Daging dari hasil hewan kurban ini lalu akan dibagikan kepada fakir miskin atau mereka yang
berhak menerimanya menurut hukum syariat Islam.
Dalam tradisi Kaul dan Abdau, terdapat dua sesi penyembelihan hewan kurban. Yang pertama
adalah penyembelihan untuk umum yang dilakukan setelah salah Id. Kemudian ada sesi
penyembelihan secara khusus yang terdiri dari seekor kambing inti dan dua kambing pendamping,
Sebelum penyembelihan secara khusus, tiga kambing tersebut akan digendong dengan kain oleh
pemuka adat dan agama dan diarak berkeliling negeri. Sambil mendengungkan takbir dan salawat,
kambing itu diarak menuju pelataran Masjid Negeri Tulehu.
Penyembelihan dilangsungkan oleh Imam Besar Masjid Negeri Tulehu. Dari atas masjid, kelompok
ibu-ibu menaburkan bunga yang harum aromanya. Sementara darah cipratan kambing tersebut
diperebutkan oleh para pemuda anggota adar Abdau, sebuah simbol bahwa pemuda Tulehu rela
berkorban untuk kebenaran.
Selepas penyembelihan, prosesi Abdau pun akan dilangsungkan.
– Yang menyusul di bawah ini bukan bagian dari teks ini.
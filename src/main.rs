//! sops-age-helper - age encryption helper for SOPS.

use std::process::ExitCode;

use clap::Parser;
use tracing::{debug, error, warn};

use sops_age_helper::cli::{self, Cli, Command};
use sops_age_helper::config::Settings;
use sops_age_helper::diagnostics::Diagnostics;
use sops_age_helper::shutdown;

fn main() -> ExitCode {
    let cli = match Cli::try_parse() {
        Ok(cli) => cli,
        Err(e) if cli::is_unrecognized(&e) => return usage(),
        Err(e) => e.exit(),
    };

    if cli.version {
        return match cli::print_version(&mut std::io::stdout()) {
            Ok(()) => ExitCode::SUCCESS,
            Err(_) => ExitCode::FAILURE,
        };
    }

    let Some(command) = cli.command else {
        return usage();
    };

    let settings = Settings::from_env();
    let diagnostics = Diagnostics::init(&settings);
    debug!(command = command.name(), "starting");

    let runtime = match tokio::runtime::Builder::new_current_thread()
        .enable_all()
        .build()
    {
        Ok(runtime) => runtime,
        Err(e) => {
            error!(error = %e, "failed to start runtime");
            diagnostics.flush();
            return ExitCode::FAILURE;
        }
    };

    let code = runtime.block_on(dispatch(command, diagnostics.clone()));
    diagnostics.flush();
    code
}

/// Print the version line and usage to stdout.
fn usage() -> ExitCode {
    match cli::print_usage(&mut std::io::stdout()) {
        Ok(()) => ExitCode::SUCCESS,
        Err(_) => ExitCode::FAILURE,
    }
}

/// Run the handler on the blocking pool, racing termination signals.
async fn dispatch(command: Command, diagnostics: Diagnostics) -> ExitCode {
    let handler = tokio::task::spawn_blocking(move || cli::execute(command));

    tokio::select! {
        joined = handler => match joined {
            Ok(Ok(())) => {
                debug!(command = command.name(), "done");
                ExitCode::SUCCESS
            }
            Ok(Err(e)) => {
                error!("{} failed: {}", command.name(), e);
                ExitCode::FAILURE
            }
            Err(e) => {
                error!(error = %e, "{} handler aborted", command.name());
                ExitCode::FAILURE
            }
        },
        signal = shutdown::wait_for_signal() => {
            warn!(signal = signal.name(), "{} interrupted", command.name());
            diagnostics.flush();
            std::process::exit(signal.exit_code());
        }
    }
}
//! Runtime settings.
//!
//! Read once at start-up from the environment. Credential variables are not
//! part of the settings; the resolver reads those when it runs.

use std::fmt;
use std::str::FromStr;

use crate::core::constants::{DEBUG_VAR, LOG_FILTER_VAR, LOG_LEVEL_VAR, NO_COLOR_VAR};

/// Verbosity of the diagnostics sinks.
#[derive(Debug, Clone, Copy, PartialEq, Eq, PartialOrd, Ord)]
pub enum LogLevel {
    Error,
    Warn,
    Info,
    Debug,
}

impl LogLevel {
    pub fn as_str(self) -> &'static str {
        match self {
            LogLevel::Error => "error",
            LogLevel::Warn => "warn",
            LogLevel::Info => "info",
            LogLevel::Debug => "debug",
        }
    }
}

impl fmt::Display for LogLevel {
    fn fmt(&self, f: &mut fmt::Formatter<'_>) -> fmt::Result {
        f.write_str(self.as_str())
    }
}

impl FromStr for LogLevel {
    type Err = String;

    fn from_str(s: &str) -> Result<Self, Self::Err> {
        match s {
            "error" => Ok(LogLevel::Error),
            "warn" => Ok(LogLevel::Warn),
            "info" => Ok(LogLevel::Info),
            "debug" => Ok(LogLevel::Debug),
            other => Err(format!("invalid log level: {}", other)),
        }
    }
}

/// Diagnostics configuration.
#[derive(Debug, Clone, PartialEq, Eq)]
pub struct Settings {
    /// Effective log level.
    pub level: LogLevel,
    /// `DEBUG` is on: force debug output and write the debug log file.
    pub debug: bool,
    /// `NO_COLOR` is set.
    pub no_color: bool,
    /// Raw `tracing` filter directive, overriding `level`.
    pub filter: Option<String>,
    /// A `LOG_LEVEL` value that was not recognised.
    pub ignored_level: Option<String>,
}

impl Default for Settings {
    fn default() -> Self {
        Self {
            level: LogLevel::Info,
            debug: false,
            no_color: false,
            filter: None,
            ignored_level: None,
        }
    }
}

impl Settings {
    /// Settings from the process environment.
    pub fn from_env() -> Self {
        Self::from_lookup(|name| std::env::var(name).ok())
    }

    /// Settings from an arbitrary variable lookup.
    pub fn from_lookup<F>(lookup: F) -> Self
    where
        F: Fn(&str) -> Option<String>,
    {
        let debug = matches!(lookup(DEBUG_VAR).as_deref(), Some("true") | Some("1"));

        let mut settings = Settings {
            debug,
            no_color: lookup(NO_COLOR_VAR).is_some(),
            filter: lookup(LOG_FILTER_VAR).filter(|f| !f.trim().is_empty()),
            ..Settings::default()
        };

        if let Some(raw) = lookup(LOG_LEVEL_VAR) {
            match raw.parse::<LogLevel>() {
                Ok(level) => settings.level = level,
                Err(_) => settings.ignored_level = Some(raw),
            }
        }

        if debug {
            settings.level = LogLevel::Debug;
        }

        settings
    }
}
Pesertanya kebayakan adalah
para pemuda. Dengan hanya berkaos singlet, berikat kepala warna putih, mereka beramai-ramai
menuju rumah imam Negeri Tulehu.
Sang imam kemudian menyerahkan bendera hijau berenda dengan benang berwarna kuning
emas. Hijau melambangkan kesuburan, sementara kuning adalah simbol kemakmuran. Bendera
inilah yang nantinya akan diperebutkan oleh ratusan pemuda sebagai peserta tradisi ini.
Sekilas mungkin terkesan seperti terjadi kekacauan, karena memang mereka sampai saling pukul,
saling injak, dan dorong demi memperebutkan bendera tersebut.
Namun sebenarnya sebelum prosesi perebutan bendera dilakukan, para pemuda ini terlebih dulu
disiram dengan air khasiat oleh Imam Besar yang konon membuat tubuh mereka terbebas dari
rasa sakit.
Sementara para pemuda memperebutkan bendera, orang-orang di sekeliling berteriak, menyoraki,
dan memberikan dukungan kepada para pemuda agar berhasil mendapatkan bendera yang
melambangkan kesuburan dan ketentraman itu.